Good cycling country and we found the local Ihringen wine very drinkable but perhaps not the best for a formal dinner.

However, I much prefer Bavaria and Austria if you want fewer tourists and a more Teutonic feel. Germany has a similar scheme to aires. They are called Stellpltazen. See Boff's guide on MHF.
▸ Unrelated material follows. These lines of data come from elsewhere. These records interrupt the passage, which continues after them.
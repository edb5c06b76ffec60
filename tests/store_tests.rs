//! Integration tests for history persistence.
//!
//! These tests write real files through the public store API and read them
//! back into fresh stores, the way a restarted monitor does.

use herakles_software_monitor::{MetricsPoint, PersistOutcome, TimeSeriesStore};
use std::fs;
use std::time::Duration;
use tempfile::tempdir;

fn point(t: f64, count: u64) -> MetricsPoint {
    MetricsPoint {
        timestamp: t,
        process_count: count,
        cpu_percent: 0.5,
        memory_bytes: count * 1024,
    }
}

#[test]
fn test_persist_then_load_restores_history() {
    let dir = tempdir().expect("tempdir");
    let path = dir.path().join("metrics.json");

    let store = TimeSeriesStore::new(10, Some(path.clone()), Duration::from_secs(10));
    store.add_point("name|Atera", "Atera", point(1.0, 2));
    store.add_point("name|Atera", "Atera", point(2.0, 3));
    store.add_point("c:\\apps|tool", "tool", point(2.0, 1));
    assert_eq!(store.persist(true), PersistOutcome::Written);

    let restored = TimeSeriesStore::new(10, Some(path), Duration::from_secs(10));
    restored.load();

    assert_eq!(restored.snapshot(), store.snapshot());
}

#[test]
fn test_load_truncates_to_newest_points() {
    let dir = tempdir().expect("tempdir");
    let path = dir.path().join("metrics.json");

    let store = TimeSeriesStore::new(10, Some(path.clone()), Duration::from_secs(10));
    for t in 1..=10 {
        store.add_point("name|Splashtop", "Splashtop", point(t as f64, 1));
    }
    store.persist(true);

    let smaller = TimeSeriesStore::new(4, Some(path), Duration::from_secs(10));
    smaller.load();

    let snap = smaller.snapshot();
    let stamps: Vec<f64> = snap["name|Splashtop"]
        .points
        .iter()
        .map(|p| p.timestamp)
        .collect();
    assert_eq!(stamps, vec![7.0, 8.0, 9.0, 10.0]);
}

#[test]
fn test_point_without_timestamp_loads_at_zero() {
    let dir = tempdir().expect("tempdir");
    let path = dir.path().join("metrics.json");
    fs::write(
        &path,
        r#"{"name|Atera": {"display_name": "Atera", "points": [{"process_count": 2, "cpu": 0.0, "mem": 100}]}}"#,
    )
    .expect("write fixture");

    let store = TimeSeriesStore::new(10, Some(path), Duration::from_secs(10));
    store.load();

    let snap = store.snapshot();
    let points = &snap["name|Atera"].points;
    assert_eq!(points.len(), 1);
    assert_eq!(points[0].timestamp, 0.0);
    assert_eq!(points[0].process_count, 2);
    assert_eq!(points[0].memory_bytes, 100);
}

#[test]
fn test_corrupt_file_replaces_existing_state_with_empty_store() {
    let dir = tempdir().expect("tempdir");
    let path = dir.path().join("metrics.json");
    fs::write(&path, "{ this is not json").expect("write fixture");

    let store = TimeSeriesStore::new(10, Some(path), Duration::from_secs(10));
    store.add_point("name|Atera", "Atera", point(1.0, 1));
    store.load();

    assert!(store.snapshot().is_empty());
}

#[test]
fn test_persisted_file_is_json_keyed_by_group() {
    let dir = tempdir().expect("tempdir");
    let path = dir.path().join("nested").join("metrics.json");

    let store = TimeSeriesStore::new(10, Some(path.clone()), Duration::from_secs(10));
    store.add_point("name|Atera", "Atera", point(3.0, 2));
    assert_eq!(store.persist(true), PersistOutcome::Written);

    let raw: serde_json::Value =
        serde_json::from_str(&fs::read_to_string(&path).expect("read")).expect("json");
    let series = &raw["name|Atera"];
    assert_eq!(series["display_name"], "Atera");
    assert_eq!(series["points"][0]["t"], 3.0);
    assert_eq!(series["points"][0]["process_count"], 2);
    assert_eq!(series["points"][0]["mem"], 2048);

    let mut tmp = path.into_os_string();
    tmp.push(".tmp");
    assert!(!std::path::Path::new(&tmp).exists());
}

#[test]
fn test_snapshot_is_independent_of_store() {
    let store = TimeSeriesStore::new(10, None, Duration::from_secs(10));
    store.ensure_series("name|Atera", "Atera");

    let mut earlier = store.snapshot();
    store.add_point("name|Atera", "Atera", point(1.0, 1));
    store.add_point("name|Atera", "Atera", point(2.0, 1));
    assert!(earlier["name|Atera"].points.is_empty());

    if let Some(series) = earlier.get_mut("name|Atera") {
        series.display_name = "changed".to_string();
        series.points.push(point(99.0, 9));
    }
    earlier.clear();

    let current = store.snapshot();
    let series = &current["name|Atera"];
    assert_eq!(series.display_name, "Atera");
    assert_eq!(series.points.len(), 2);
    assert_eq!(series.points[1].timestamp, 2.0);
}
http://www.motorhomefacts.com/modules.php?name=Stellplatz


----------



## Jented (Jan 12, 2010)

Hi.
Try the recommended sites on"Site reviews" section,we have used the ACSI Club discount scheme,as you get the pitch plus "Electric" (which can be pricey) at a set charge during certain times of the year. On the way down to Berchtesgadener Land (ACSI site Campingplatz Winkl-Landthal)super site,handy for Hitlers Eagles Nest hideaway,we stayed at a very nice C>Club site by the river in Luxembourg,that was at club discount rate to,so you have loads to choose from,have fun.
Jented


----------



## rugbyken (Jan 16, 2006)

one tour not to be missed is thier version of the black country museum, seriously the site has examples of different age /styles of traditional homes some absolutely stunning combination house/barn/cattleshed ,
though never myself convinced that having the animals underneath to supply central heating doesn't have side effects,
the Black Forest Open Air Museum Vogtsbauernhof, sorry can't do a link but a search using the above will find you a virtual tour,
we had a good time using the stellplatz and touring friberg etc though you will find some serious hills


----------



## mandyandandy (Oct 1, 2006)

If going to Germany without a doubt this is what you need. 
http://www.vicarious-shop.com/product.php?productid=6

Hundreds of places listed to stay, you should have no problem, looks quite expensive but well worth it and lots of pictures too.

Have a great time
Mandy


----------